Alright. Tonight I decided that the "book" I've been working on,
The Cellar Door, is officially dead. For the last couple of weeks I've been forming a new idea in my mind. I mentioned it earlier, I believe. I think it'll a be good one. It's going to be written towards the young adult crowd, plus it has (Saienga you understand) marketability for it's content. It's based off of my Junior High experiences in Rockford, all mashed into one summer. Maybe it was just "that age" or maybe it was my friends, but I think I went through more growing up during my last couple of years in Rockford than I did while going to school in Lakeville.
There's nothing wrong with my friends in Lakeville by any means, but for some reason they don't really follow my "Style" of friends. I think it's because I moved to Lakeville at an insecure time of my life. If you compare my Rockford and Wartburg friends, you'll find that they're pretty much the same, but if you compare them to the Lakeville friends....they're not the same at all. Strange. There are a few people from Lakeville who fit the Rockford and Wartburg group, but they're the people I became friends with later in my Lakeville "Career."
Take Jess, for example. I think I really first got to know her Soph. year in French class....which is where I picked up her nickname for me "Pierre." But after that we weren't really that great of friends. More aquaintances if anything. Sure there were the "Girls in Bikinis" parties (ask me about them sometime...there are stories, oh yes...there are stories...especially the New Year's parties) but I don't think we became better friends until Senior year....and even then it wasn't super close, though we did go to Homecoming together in order to shake our fists and the evilness of the the Lake Evil Homecoming unwritten policies.

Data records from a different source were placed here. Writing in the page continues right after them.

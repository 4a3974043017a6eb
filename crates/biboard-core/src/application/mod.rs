//! Application service layer
//!
//! Input checks the presentation layer runs before touching the store.

pub mod errors;
pub mod validators;

pub use errors::{AppResult, ApplicationError};
pub use validators::ProjectValidator;
//! Operator credentials
//!
//! A plain comparison against one configured username/password pair.

use std::fmt;

/// The single operator allowed to open a session
#[derive(Clone, PartialEq, Eq)]
pub struct OperatorCredentials {
    username: String,
    password: String,
}

impl OperatorCredentials {
    pub fn new(username: impl Into<String>, password: impl Into<String>) -> Self {
        Self {
            username: username.into(),
            password: password.into(),
        }
    }

    pub fn username(&self) -> &str {
        &self.username
    }

    /// Check a submitted username/password pair; both must match exactly
    pub fn verify(&self, username: &str, password: &str) -> bool {
        self.username == username && self.password == password
    }
}

impl fmt::Debug for OperatorCredentials {
    fn fmt(&self, f: &mut fmt::Formatter<'_>) -> fmt::Result {
        f.debug_struct("OperatorCredentials")
            .field("username", &self.username)
            .field("password", &"***")
            .finish()
    }
}
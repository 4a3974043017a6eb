//! Application validators
//!
//! Input validation for application operations.

pub mod project_validator;

pub use project_validator::ProjectValidator;
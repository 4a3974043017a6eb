//! Project domain module
//!
//! Contains the project entity, its status set, the session-scoped store
//! and the date-based metrics derived from project records.

pub mod entity;
pub mod metrics;
pub mod store;

pub use entity::*;
pub use metrics::*;
pub use store::*;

Really, though, it wasn't until we both went to school that we were closer...and that was through the strange Blog correspondences. I guess I can't really put my finger on it. Strange. At any rate, my point is that Jess is pretty much the only person who fits the same mold as my Wartburg and Rockford friend "mold." Weird.
The reason why I mention all of this is because through my Rockford and Wartburg friends I experienced a lot of different challenges and questions about who I really am. In Rockford I grew up in the shadow of my brothers. At Wartburg I wanted to break free of the person I made myself to be in Lakeville. And in Lakeville I kind of made myself to be innocent to the extreme. Maybe. I dunno. I always had this picture of myself and it didn't fit who I was while going to school in Lakeville. Towards the end I tried to break free of it all...but it was tough. You know how High School is. I wish I would've been my own person and gave my finger to anyone who didn't like it. Rockford was easier because just by having the "Helland" name, I was popular...plus our class size was like 100 people. At Lakeville I was a nothing...and what people thought meant everything. It was hard to have the guts to be different....especially after growing up in Rockford. Unless you've exprienced that change you don't know what I'm talking about.

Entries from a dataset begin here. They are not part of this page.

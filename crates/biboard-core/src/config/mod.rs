//! Configuration management with file persistence

use anyhow::{Context, anyhow};
use chrono::NaiveDate;
use serde::{Deserialize, Serialize};
use std::env;
use std::fs;
use std::path::{Path, PathBuf};

use crate::domain::session::OperatorCredentials;
use crate::reports::try_format_date;

/// Environment variable holding the operator password
pub const PASSWORD_ENV: &str = "BIBOARD_OPERATOR_PASSWORD";

/// Environment variable overriding the config directory
pub const CONFIG_DIR_ENV: &str = "BIBOARD_CONFIG_DIR";

const OUTPUT_FORMATS: [&str; 2] = ["text", "json"];

/// Biboard configuration
#[derive(Debug, Clone, Default, Serialize, Deserialize)]
pub struct Config {
    #[serde(default)]
    pub operator: OperatorConfig,
    #[serde(default)]
    pub display: DisplayConfig,
}

#[derive(Debug, Clone, Serialize, Deserialize)]
pub struct OperatorConfig {
    pub username: String,
    #[serde(skip)]
    pub password: Option<String>,
}

#[derive(Debug, Clone, Serialize, Deserialize)]
pub struct DisplayConfig {
    /// strftime pattern for dates in tables
    pub date_format: String,
    /// Output format used when `--format` is not given
    pub default_format: String,
}

impl Default for OperatorConfig {
    fn default() -> Self {
        Self {
            username: "operator".to_string(),
            password: None,
        }
    }
}

impl Default for DisplayConfig {
    fn default() -> Self {
        Self {
            date_format: "%d/%m/%Y".to_string(),
            default_format: "text".to_string(),
        }
    }
}

impl OperatorConfig {
    pub fn resolved_password(&self) -> anyhow::Result<Option<String>> {
        self.enforce_env_only()?;
        Ok(env::var(PASSWORD_ENV).ok().filter(|p| !p.is_empty()))
    }

    pub fn enforce_env_only(&self) -> anyhow::Result<()> {
        if self.password.is_some() {
            return Err(anyhow!(
                "Operator passwords must be provided via the {} environment variable, not stored in configuration",
                PASSWORD_ENV
            ));
        }
        Ok(())
    }

    /// Build credentials from the configured username and a password
    pub fn credentials_with(&self, password: Option<String>) -> anyhow::Result<OperatorCredentials> {
        let password = password.ok_or_else(|| {
            anyhow!(
                "No operator password configured. Set the {} environment variable.",
                PASSWORD_ENV
            )
        })?;
        Ok(OperatorCredentials::new(self.username.clone(), password))
    }
}

impl Config {
    /// Get the config directory path
    pub fn config_dir() -> anyhow::Result<PathBuf> {
        let dir = if let Ok(custom_dir) = env::var(CONFIG_DIR_ENV) {
            PathBuf::from(custom_dir)
        } else {
            dirs::config_dir()
                .ok_or_else(|| anyhow!("Could not determine config directory"))?
                .join("biboard")
        };
        Ok(dir)
    }

    /// Get the config file path
    pub fn config_path() -> anyhow::Result<PathBuf> {
        Ok(Self::config_dir()?.join("config.toml"))
    }

    /// Load configuration from file, or the defaults if it doesn't exist
    pub fn load() -> anyhow::Result<Self> {
        Self::load_from(&Self::config_path()?)
    }

    /// Load configuration from an explicit path
    pub fn load_from(path: &Path) -> anyhow::Result<Self> {
        if path.exists() {
            let contents = fs::read_to_string(path)
                .with_context(|| format!("Failed to read config file: {}", path.display()))?;
            let config: Config = toml::from_str(&contents)
                .with_context(|| format!("Failed to parse config file: {}", path.display()))?;
            config.validate()?;
            Ok(config)
        } else {
            // Defaults are not written until something is set
            Ok(Config::default())
        }
    }

    /// Save configuration to file
    pub fn save(&self) -> anyhow::Result<()> {
        self.save_to(&Self::config_path()?)
    }

    /// Save configuration to an explicit path, creating parent directories
    pub fn save_to(&self, path: &Path) -> anyhow::Result<()> {
        self.validate()?;

        if let Some(dir) = path.parent() {
            fs::create_dir_all(dir)
                .with_context(|| format!("Failed to create config directory: {}", dir.display()))?;
        }

        let contents = toml::to_string_pretty(self).context("Failed to serialize config")?;

        fs::write(path, contents)
            .with_context(|| format!("Failed to write config file: {}", path.display()))?;

        Ok(())
    }

    /// Validate configuration
    pub fn validate(&self) -> anyhow::Result<()> {
        self.operator.enforce_env_only()?;

        if self.operator.username.trim().is_empty() {
            return Err(anyhow!("Operator username cannot be empty"));
        }
        validate_date_format(&self.display.date_format)?;
        validate_output_format(&self.display.default_format)?;
        Ok(())
    }

    /// Credentials for the login gate: configured username, password from the environment
    pub fn operator_credentials(&self) -> anyhow::Result<OperatorCredentials> {
        let password = self.operator.resolved_password()?;
        self.operator.credentials_with(password)
    }

    /// Get a configuration value by key
    pub fn get(&self, key: &str) -> anyhow::Result<String> {
        match key {
            "operator.username" => Ok(self.operator.username.clone()),

            // Password (special handling - never shown)
            "operator.password" => match self.operator.resolved_password()? {
                Some(_) => Ok("*** (from environment)".to_string()),
                None => Ok(format!("(not set - use {} env var)", PASSWORD_ENV)),
            },

            "display.date_format" => Ok(self.display.date_format.clone()),
            "display.default_format" => Ok(self.display.default_format.clone()),

            _ => Err(anyhow!(
                "Unknown configuration key: {}. Use `biboard config list` to see available keys.",
                key
            )),
        }
    }

    /// Set a configuration value by key
    pub fn set(&mut self, key: &str, value: &str) -> anyhow::Result<()> {
        match key {
            "operator.username" => {
                if value.trim().is_empty() {
                    return Err(anyhow!("Operator username cannot be empty"));
                }
                self.operator.username = value.to_string();
            }

            // Password cannot be set via config
            "operator.password" => {
                return Err(anyhow!(
                    "Passwords cannot be stored in configuration. \
                     Set the {} environment variable instead.",
                    PASSWORD_ENV
                ));
            }

            "display.date_format" => {
                validate_date_format(value)?;
                self.display.date_format = value.to_string();
            }
            "display.default_format" => {
                validate_output_format(value)?;
                self.display.default_format = value.to_string();
            }

            _ => {
                return Err(anyhow!(
                    "Unknown configuration key: {}. Use `biboard config list` to see available keys.",
                    key
                ));
            }
        }
        Ok(())
    }

    /// List all configuration keys and their values
    pub fn list(&self) -> anyhow::Result<Vec<(String, String)>> {
        let keys = vec![
            "operator.username",
            "operator.password",
            "display.date_format",
            "display.default_format",
        ];

        keys.into_iter()
            .map(|key| {
                let value = self.get(key)?;
                Ok((key.to_string(), value))
            })
            .collect()
    }

    /// Reset configuration to defaults
    pub fn reset() -> anyhow::Result<()> {
        let path = Self::config_path()?;
        if path.exists() {
            fs::remove_file(&path)
                .with_context(|| format!("Failed to remove config file: {}", path.display()))?;
        }
        Ok(())
    }
}

fn validate_date_format(format: &str) -> anyhow::Result<()> {
    if format.trim().is_empty() {
        return Err(anyhow!("Date format cannot be empty"));
    }
    let sample = NaiveDate::from_ymd_opt(2024, 1, 31).context("Invalid sample date")?;
    if try_format_date(sample, format).is_none() {
        return Err(anyhow!(
            "Invalid date format: {}. Use date fields only, e.g. %d/%m/%Y",
            format
        ));
    }
    Ok(())
}

fn validate_output_format(format: &str) -> anyhow::Result<()> {
    if !OUTPUT_FORMATS.contains(&format) {
        return Err(anyhow!(
            "Invalid output format: {}. Valid options: {}",
            format,
            OUTPUT_FORMATS.join(", ")
        ));
    }
    Ok(())
}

The way I like to put it best...especially when all of this "little kids" i.e. junior high kids come into my gas station to buy some candy or whatever (man, they remind me of me & Chad when we were that age) is that in Rockford it was easy to find trouble, whereas in Lakeville it is easy to get in trouble. If I called the cops on one of these kids, a squad car would be there in less than 5 minutes...easily. If some store clerk called the cops on one of us in Rockford, it'd take them like 30 minutes to get there. How do I know? Trust me. We don't need to get into that.
It's all just so different. Completely. I miss my Wartburg Friends. The one's who remind me of the Rockford friends. Not the ones who remind me of the Lakeville friends. Or the ones that fit somewhere in between. Especially those 'tweeners. You put your trust in them and they'll always screw you over. Always.